Passed by the ACT Legislative Assembly on Wednesday afternoon, the new laws allow for possession of up to 50 grams dry weight (or 150 grams “wet”) per person and a maximum of four plants per household or two plants per person. But before Canberrans get started on their mini-crops, it should be noted the legislation apparently doesn’t come into effect until January 31 next year.
Another issue is the ACT’s legislation conflicts with Commonwealth laws, meaning those possessing/growing cannabis could still be collared – however ACT Policing has indicated police wouldn’t be embarking on a campaign of charging those engaged in personal use with Commonwealth offences.
The Federal Government is reserving judgement until it closely examines the laws – and there has been precedent where the Commonwealth has overridden laws made in the ACT.
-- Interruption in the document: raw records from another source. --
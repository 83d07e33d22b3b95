//! Text generation port, implemented by the LLM provider clients.

use async_trait::async_trait;

use crate::error::DomainError;

#[cfg_attr(any(test, feature = "mock"), mockall::automock)]
#[async_trait]
pub trait ContentGenerator: Send + Sync {
    /// Sends one system + user prompt pair and returns the model's text reply.
    async fn complete(&self, system: &str, prompt: &str) -> Result<String, DomainError>;
}
// ============================================================================
// BizDesk API - Product Handlers
// File: crates/bizdesk-api/src/handlers/products.rs
// ============================================================================
//! Catalog, variants, image uploads and enrichment

use axum::body::Bytes;
use axum::extract::multipart::{Multipart, MultipartRejection};
use axum::extract::State;
use serde::Deserialize;
use tracing::debug;
use uuid::Uuid;

use bizdesk_core::domain::{EnrichmentMethod, EnrichmentResult, Product, ProductVariant};
use bizdesk_core::error::DomainError;
use bizdesk_core::repositories::ProductFilter;
use bizdesk_core::services::{ApprovedEnrichment, ProductInput, VariantInput};
use bizdesk_shared::{Page, Pagination};

use super::{created, ok, ApiResult, Created};
use crate::error::ApiError;
use crate::extractors::{ApiJson, ApiPath, ApiQuery, CurrentTenant};
use crate::response::Deleted;
use crate::state::AppState;

#[derive(Debug, Default, Deserialize)]
pub struct ProductQuery {
    pub search: Option<String>,
    pub category: Option<String>,
}

#[derive(Debug, Default, Deserialize)]
pub struct EnrichRequest {
    #[serde(default)]
    pub methods: Vec<EnrichmentMethod>,
}

/// GET /api/products
pub async fn list_products(
    State(state): State<AppState>,
    CurrentTenant(ctx): CurrentTenant,
    ApiQuery(query): ApiQuery<ProductQuery>,
    ApiQuery(pagination): ApiQuery<Pagination>,
) -> ApiResult<Page<Product>> {
    let filter = ProductFilter {
        search: query.search,
        category: query.category,
    };
    ok(state.products.list(&ctx, &filter, pagination.normalized()).await?)
}

/// GET /api/products/{id}
pub async fn get_product(
    State(state): State<AppState>,
    CurrentTenant(ctx): CurrentTenant,
    ApiPath(id): ApiPath<Uuid>,
) -> ApiResult<Product> {
    ok(state.products.get(&ctx, &id).await?)
}

/// POST /api/products
pub async fn create_product(
    State(state): State<AppState>,
    CurrentTenant(ctx): CurrentTenant,
    ApiJson(payload): ApiJson<ProductInput>,
) -> Created<Product> {
    created(state.products.create(&ctx, payload).await?)
}

/// PUT /api/products/{id}
pub async fn update_product(
    State(state): State<AppState>,
    CurrentTenant(ctx): CurrentTenant,
    ApiPath(id): ApiPath<Uuid>,
    ApiJson(payload): ApiJson<ProductInput>,
) -> ApiResult<Product> {
    ok(state.products.update(&ctx, &id, payload).await?)
}

/// DELETE /api/products/{id}
pub async fn delete_product(
    State(state): State<AppState>,
    CurrentTenant(ctx): CurrentTenant,
    ApiPath(id): ApiPath<Uuid>,
) -> ApiResult<Deleted> {
    state.products.delete(&ctx, &id).await?;
    Ok(axum::Json(Deleted::ok()))
}

/// POST /api/products/{id}/images
///
/// Multipart upload; the image is read from the `file` field.
pub async fn upload_image(
    State(state): State<AppState>,
    CurrentTenant(ctx): CurrentTenant,
    ApiPath(id): ApiPath<Uuid>,
    multipart: Result<Multipart, MultipartRejection>,
) -> ApiResult<Product> {
    let mut multipart = multipart.map_err(|e| ApiError::BadRequest(e.body_text()))?;

    while let Some(field) = multipart
        .next_field()
        .await
        .map_err(|e| ApiError::BadRequest(e.body_text()))?
    {
        if field.name() != Some("file") {
            continue;
        }
        let file_name = field.file_name().unwrap_or("upload").to_string();
        let content_type = field.content_type().unwrap_or("application/octet-stream").to_string();
        let bytes = field.bytes().await.map_err(|e| ApiError::BadRequest(e.body_text()))?;
        debug!(product_id = %id, size = bytes.len(), %content_type, "Image received");

        let product = state
            .products
            .upload_image(&ctx, &id, &file_name, &content_type, bytes.to_vec())
            .await?;
        return ok(product);
    }

    Err(DomainError::Validation("multipart field 'file' is required".to_string()).into())
}

/// POST /api/products/{id}/enrich
///
/// Body is optional: `{"methods": ["ai", "web"]}`. Without it every method runs.
pub async fn enrich_product(
    State(state): State<AppState>,
    CurrentTenant(ctx): CurrentTenant,
    ApiPath(id): ApiPath<Uuid>,
    body: Bytes,
) -> ApiResult<EnrichmentResult> {
    let request: EnrichRequest = if body.iter().all(u8::is_ascii_whitespace) {
        EnrichRequest::default()
    } else {
        serde_json::from_slice(&body).map_err(|e| DomainError::Validation(e.to_string()))?
    };
    ok(state.enrichment.enrich(&ctx, &id, &request.methods).await?)
}

/// POST /api/products/{id}/enrich/apply
pub async fn apply_enrichment(
    State(state): State<AppState>,
    CurrentTenant(ctx): CurrentTenant,
    ApiPath(id): ApiPath<Uuid>,
    ApiJson(payload): ApiJson<ApprovedEnrichment>,
) -> ApiResult<Product> {
    ok(state.products.apply_enrichment(&ctx, &id, payload).await?)
}

/// GET /api/products/{id}/variants
pub async fn list_variants(
    State(state): State<AppState>,
    CurrentTenant(ctx): CurrentTenant,
    ApiPath(id): ApiPath<Uuid>,
) -> ApiResult<Vec<ProductVariant>> {
    ok(state.products.list_variants(&ctx, &id).await?)
}

/// POST /api/products/{id}/variants
pub async fn create_variant(
    State(state): State<AppState>,
    CurrentTenant(ctx): CurrentTenant,
    ApiPath(id): ApiPath<Uuid>,
    ApiJson(payload): ApiJson<VariantInput>,
) -> Created<ProductVariant> {
    created(state.products.create_variant(&ctx, &id, payload).await?)
}

/// PUT /api/variants/{id}
pub async fn update_variant(
    State(state): State<AppState>,
    CurrentTenant(ctx): CurrentTenant,
    ApiPath(id): ApiPath<Uuid>,
    ApiJson(payload): ApiJson<VariantInput>,
) -> ApiResult<ProductVariant> {
    ok(state.products.update_variant(&ctx, &id, payload).await?)
}

/// DELETE /api/variants/{id}
pub async fn delete_variant(
    State(state): State<AppState>,
    CurrentTenant(ctx): CurrentTenant,
    ApiPath(id): ApiPath<Uuid>,
) -> ApiResult<Deleted> {
    state.products.delete_variant(&ctx, &id).await?;
    Ok(axum::Json(Deleted::ok()))
}
// ============================================================================
// BizDesk Infrastructure - PostgreSQL Staff & Role Repositories
// File: crates/bizdesk-infrastructure/src/database/postgres/staff_repo_impl.rs
// ============================================================================

use async_trait::async_trait;
use bizdesk_shared::{Page, Pagination};
use chrono::{DateTime, NaiveDate, Utc};
use sqlx::{FromRow, PgPool};
use tracing::info;
use uuid::Uuid;

use bizdesk_core::domain::{Role, Staff};
use bizdesk_core::error::DomainError;
use bizdesk_core::repositories::{RoleRepository, StaffFilter, StaffRepository};

use crate::database::{db_error, like_pattern};

// ---------------------------------------------------------------------------
// Staff
// ---------------------------------------------------------------------------

pub struct PgStaffRepository {
    pool: PgPool,
}

impl PgStaffRepository {
    pub fn new(pool: PgPool) -> Self {
        Self { pool }
    }
}

#[derive(Debug, FromRow)]
struct StaffRow {
    id: Uuid,
    tenant_id: Uuid,
    email: String,
    full_name: String,
    role_id: Uuid,
    role_name: String,
    job_title: Option<String>,
    phone: Option<String>,
    rut: Option<String>,
    hire_date: Option<NaiveDate>,
    base_salary: i64,
    pto_balance_days: f32,
    is_active: bool,
    password_hash: Option<String>,
    created_at: DateTime<Utc>,
    updated_at: DateTime<Utc>,
    is_deleted: bool,
    deleted_at: Option<DateTime<Utc>>,
}

impl From<StaffRow> for Staff {
    fn from(row: StaffRow) -> Self {
        Staff {
            id: row.id,
            tenant_id: row.tenant_id,
            email: row.email,
            full_name: row.full_name,
            role_id: row.role_id,
            role_name: row.role_name,
            job_title: row.job_title,
            phone: row.phone,
            rut: row.rut,
            hire_date: row.hire_date,
            base_salary: row.base_salary,
            pto_balance_days: row.pto_balance_days,
            is_active: row.is_active,
            password_hash: row.password_hash,
            created_at: row.created_at,
            updated_at: row.updated_at,
            is_deleted: row.is_deleted,
            deleted_at: row.deleted_at,
        }
    }
}

const STAFF_SELECT: &str = r#"
    SELECT s.id, s.tenant_id, s.email, s.full_name, s.role_id, r.name AS role_name,
           s.job_title, s.phone, s.rut, s.hire_date, s.base_salary, s.pto_balance_days,
           s.is_active, s.password_hash, s.created_at, s.updated_at, s.is_deleted, s.deleted_at
    FROM staff s
    JOIN roles r ON r.id = s.role_id
"#;

const STAFF_FILTER: &str = r#"
    WHERE s.tenant_id = $1 AND NOT s.is_deleted
      AND ($2::text IS NULL OR s.full_name ILIKE $2 OR s.email ILIKE $2)
      AND ($3::boolean IS NULL OR s.is_active = $3)
"#;

impl PgStaffRepository {
    async fn fetch_one_by_id(&self, tenant_id: &Uuid, id: &Uuid) -> Result<Staff, DomainError> {
        self.find_by_id(tenant_id, id)
            .await?
            .ok_or_else(|| DomainError::not_found("Staff"))
    }
}

#[async_trait]
impl StaffRepository for PgStaffRepository {
    async fn list(
        &self,
        tenant_id: &Uuid,
        filter: &StaffFilter,
        pagination: Pagination,
    ) -> Result<Page<Staff>, DomainError> {
        let search = like_pattern(&filter.search);

        let rows: Vec<StaffRow> = sqlx::query_as(&format!(
            "{} {} ORDER BY s.full_name LIMIT $4 OFFSET $5",
            STAFF_SELECT, STAFF_FILTER
        ))
        .bind(tenant_id)
        .bind(&search)
        .bind(filter.active)
        .bind(pagination.limit())
        .bind(pagination.offset())
        .fetch_all(&self.pool)
        .await
        .map_err(|e| db_error("staff", e))?;

        let total: i64 = sqlx::query_scalar(&format!("SELECT COUNT(*) FROM staff s {}", STAFF_FILTER))
            .bind(tenant_id)
            .bind(&search)
            .bind(filter.active)
            .fetch_one(&self.pool)
            .await
            .map_err(|e| db_error("staff", e))?;

        Ok(Page::new(rows.into_iter().map(Into::into).collect(), pagination, total))
    }

    async fn find_by_id(&self, tenant_id: &Uuid, id: &Uuid) -> Result<Option<Staff>, DomainError> {
        let row: Option<StaffRow> = sqlx::query_as(&format!(
            "{} WHERE s.tenant_id = $1 AND s.id = $2 AND NOT s.is_deleted",
            STAFF_SELECT
        ))
        .bind(tenant_id)
        .bind(id)
        .fetch_optional(&self.pool)
        .await
        .map_err(|e| db_error("staff", e))?;

        Ok(row.map(Into::into))
    }

    async fn find_by_email(&self, tenant_id: &Uuid, email: &str) -> Result<Option<Staff>, DomainError> {
        let row: Option<StaffRow> = sqlx::query_as(&format!(
            "{} WHERE s.tenant_id = $1 AND LOWER(s.email) = LOWER($2) AND NOT s.is_deleted",
            STAFF_SELECT
        ))
        .bind(tenant_id)
        .bind(email)
        .fetch_optional(&self.pool)
        .await
        .map_err(|e| db_error("staff", e))?;

        Ok(row.map(Into::into))
    }

    async fn find_active_by_role(&self, tenant_id: &Uuid, role: &str) -> Result<Vec<Staff>, DomainError> {
        let rows: Vec<StaffRow> = sqlx::query_as(&format!(
            r#"{} WHERE s.tenant_id = $1 AND LOWER(r.name) = LOWER($2)
                 AND s.is_active AND NOT s.is_deleted AND NOT r.is_deleted
               ORDER BY s.full_name"#,
            STAFF_SELECT
        ))
        .bind(tenant_id)
        .bind(role)
        .fetch_all(&self.pool)
        .await
        .map_err(|e| db_error("staff", e))?;

        Ok(rows.into_iter().map(Into::into).collect())
    }

    async fn list_active(&self, tenant_id: &Uuid) -> Result<Vec<Staff>, DomainError> {
        let rows: Vec<StaffRow> = sqlx::query_as(&format!(
            "{} WHERE s.tenant_id = $1 AND s.is_active AND NOT s.is_deleted ORDER BY s.full_name",
            STAFF_SELECT
        ))
        .bind(tenant_id)
        .fetch_all(&self.pool)
        .await
        .map_err(|e| db_error("staff", e))?;

        Ok(rows.into_iter().map(Into::into).collect())
    }

    async fn create(&self, staff: &Staff) -> Result<Staff, DomainError> {
        sqlx::query(
            r#"
            INSERT INTO staff (
                id, tenant_id, email, full_name, role_id, job_title, phone, rut, hire_date,
                base_salary, pto_balance_days, is_active, password_hash,
                created_at, updated_at, is_deleted, deleted_at
            )
            VALUES ($1, $2, $3, $4, $5, $6, $7, $8, $9, $10, $11, $12, $13, $14, $15, $16, $17)
            "#,
        )
        .bind(staff.id)
        .bind(staff.tenant_id)
        .bind(&staff.email)
        .bind(&staff.full_name)
        .bind(staff.role_id)
        .bind(&staff.job_title)
        .bind(&staff.phone)
        .bind(&staff.rut)
        .bind(staff.hire_date)
        .bind(staff.base_salary)
        .bind(staff.pto_balance_days)
        .bind(staff.is_active)
        .bind(&staff.password_hash)
        .bind(staff.created_at)
        .bind(staff.updated_at)
        .bind(staff.is_deleted)
        .bind(staff.deleted_at)
        .execute(&self.pool)
        .await
        .map_err(|e| db_error("staff e-mail", e))?;

        info!(tenant_id = %staff.tenant_id, staff_id = %staff.id, "Staff created");
        self.fetch_one_by_id(&staff.tenant_id, &staff.id).await
    }

    async fn update(&self, staff: &Staff) -> Result<Staff, DomainError> {
        let result = sqlx::query(
            r#"
            UPDATE staff
            SET email = $3, full_name = $4, role_id = $5, job_title = $6, phone = $7, rut = $8,
                hire_date = $9, base_salary = $10, pto_balance_days = $11, is_active = $12,
                password_hash = $13, updated_at = $14, is_deleted = $15, deleted_at = $16
            WHERE tenant_id = $1 AND id = $2
            "#,
        )
        .bind(staff.tenant_id)
        .bind(staff.id)
        .bind(&staff.email)
        .bind(&staff.full_name)
        .bind(staff.role_id)
        .bind(&staff.job_title)
        .bind(&staff.phone)
        .bind(&staff.rut)
        .bind(staff.hire_date)
        .bind(staff.base_salary)
        .bind(staff.pto_balance_days)
        .bind(staff.is_active)
        .bind(&staff.password_hash)
        .bind(staff.updated_at)
        .bind(staff.is_deleted)
        .bind(staff.deleted_at)
        .execute(&self.pool)
        .await
        .map_err(|e| db_error("staff e-mail", e))?;

        if result.rows_affected() == 0 {
            return Err(DomainError::not_found("Staff"));
        }
        if staff.is_deleted {
            return Ok(staff.clone());
        }
        self.fetch_one_by_id(&staff.tenant_id, &staff.id).await
    }
}

// ---------------------------------------------------------------------------
// Roles
// ---------------------------------------------------------------------------

pub struct PgRoleRepository {
    pool: PgPool,
}

impl PgRoleRepository {
    pub fn new(pool: PgPool) -> Self {
        Self { pool }
    }
}

#[derive(Debug, FromRow)]
struct RoleRow {
    id: Uuid,
    tenant_id: Uuid,
    name: String,
    description: Option<String>,
    permissions: Vec<String>,
    created_at: DateTime<Utc>,
    updated_at: DateTime<Utc>,
    is_deleted: bool,
    deleted_at: Option<DateTime<Utc>>,
}

impl From<RoleRow> for Role {
    fn from(row: RoleRow) -> Self {
        Role {
            id: row.id,
            tenant_id: row.tenant_id,
            name: row.name,
            description: row.description,
            permissions: row.permissions,
            created_at: row.created_at,
            updated_at: row.updated_at,
            is_deleted: row.is_deleted,
            deleted_at: row.deleted_at,
        }
    }
}

const ROLE_COLUMNS: &str =
    "id, tenant_id, name, description, permissions, created_at, updated_at, is_deleted, deleted_at";

#[async_trait]
impl RoleRepository for PgRoleRepository {
    async fn list(&self, tenant_id: &Uuid) -> Result<Vec<Role>, DomainError> {
        let rows: Vec<RoleRow> = sqlx::query_as(&format!(
            "SELECT {} FROM roles WHERE tenant_id = $1 AND NOT is_deleted ORDER BY name",
            ROLE_COLUMNS
        ))
        .bind(tenant_id)
        .fetch_all(&self.pool)
        .await
        .map_err(|e| db_error("role", e))?;

        Ok(rows.into_iter().map(Into::into).collect())
    }

    async fn find_by_id(&self, tenant_id: &Uuid, id: &Uuid) -> Result<Option<Role>, DomainError> {
        let row: Option<RoleRow> = sqlx::query_as(&format!(
            "SELECT {} FROM roles WHERE tenant_id = $1 AND id = $2 AND NOT is_deleted",
            ROLE_COLUMNS
        ))
        .bind(tenant_id)
        .bind(id)
        .fetch_optional(&self.pool)
        .await
        .map_err(|e| db_error("role", e))?;

        Ok(row.map(Into::into))
    }

    async fn find_by_name(&self, tenant_id: &Uuid, name: &str) -> Result<Option<Role>, DomainError> {
        let row: Option<RoleRow> = sqlx::query_as(&format!(
            "SELECT {} FROM roles WHERE tenant_id = $1 AND LOWER(name) = LOWER($2) AND NOT is_deleted",
            ROLE_COLUMNS
        ))
        .bind(tenant_id)
        .bind(name)
        .fetch_optional(&self.pool)
        .await
        .map_err(|e| db_error("role", e))?;

        Ok(row.map(Into::into))
    }

    async fn create(&self, role: &Role) -> Result<Role, DomainError> {
        let row: RoleRow = sqlx::query_as(&format!(
            r#"
            INSERT INTO roles (id, tenant_id, name, description, permissions, created_at, updated_at, is_deleted, deleted_at)
            VALUES ($1, $2, $3, $4, $5, $6, $7, $8, $9)
            RETURNING {}
            "#,
            ROLE_COLUMNS
        ))
        .bind(role.id)
        .bind(role.tenant_id)
        .bind(&role.name)
        .bind(&role.description)
        .bind(&role.permissions)
        .bind(role.created_at)
        .bind(role.updated_at)
        .bind(role.is_deleted)
        .bind(role.deleted_at)
        .fetch_one(&self.pool)
        .await
        .map_err(|e| db_error("role name", e))?;

        Ok(row.into())
    }

    async fn update(&self, role: &Role) -> Result<Role, DomainError> {
        let row: Option<RoleRow> = sqlx::query_as(&format!(
            r#"
            UPDATE roles
            SET name = $3, description = $4, permissions = $5, updated_at = $6, is_deleted = $7, deleted_at = $8
            WHERE tenant_id = $1 AND id = $2
            RETURNING {}
            "#,
            ROLE_COLUMNS
        ))
        .bind(role.tenant_id)
        .bind(role.id)
        .bind(&role.name)
        .bind(&role.description)
        .bind(&role.permissions)
        .bind(role.updated_at)
        .bind(role.is_deleted)
        .bind(role.deleted_at)
        .fetch_optional(&self.pool)
        .await
        .map_err(|e| db_error("role name", e))?;

        row.map(Into::into).ok_or_else(|| DomainError::not_found("Role"))
    }

    async fn count_staff_with_role(&self, tenant_id: &Uuid, role_id: &Uuid) -> Result<i64, DomainError> {
        sqlx::query_scalar("SELECT COUNT(*) FROM staff WHERE tenant_id = $1 AND role_id = $2 AND NOT is_deleted")
            .bind(tenant_id)
            .bind(role_id)
            .fetch_one(&self.pool)
            .await
            .map_err(|e| db_error("role", e))
    }
}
While the news of legalisation is likely going down very well with recreational users, medicinal cannabis patients also have some cause to celebrate. However, this legislation only relates to cannabis plant material and not cannabis-based medications/supplements that are still heavily regulated and difficult to access. It’s also important to note the new laws do not allow for the sale or supply of cannabis, meaning medicinal users will need to grow their own – and not everyone is capable of doing so.
More on the Drugs of Dependence (Personal Cannabis Use) Amendment Bill 2018 can be accessed here.
More Needs To Be Done – Greens
While saying the ACT cannabis scheme is a step in the right direction, the ACT Greens want to see further amendments made; including increasing the allowable amount for possession by those who use cannabis medicinally to 150 grams.
“.. to recognise that it remains difficult to access medicinal cannabis through the current scheme and people with a medical need may need to stockpile larger quantities than recreational users,” said ACT Greens spokesperson for drug law reform Shane Rattenbury.
The party has also committed to continue pursuing cannabis legalisation across Australia.
“Together with our Federal Greens colleagues, we’ll continue to campaign for legalisation at a national level to allow for the supply and sale of cannabis in a nationally regulated market, something the ACT is unable to do on our own,” stated Mr. Rattenbury.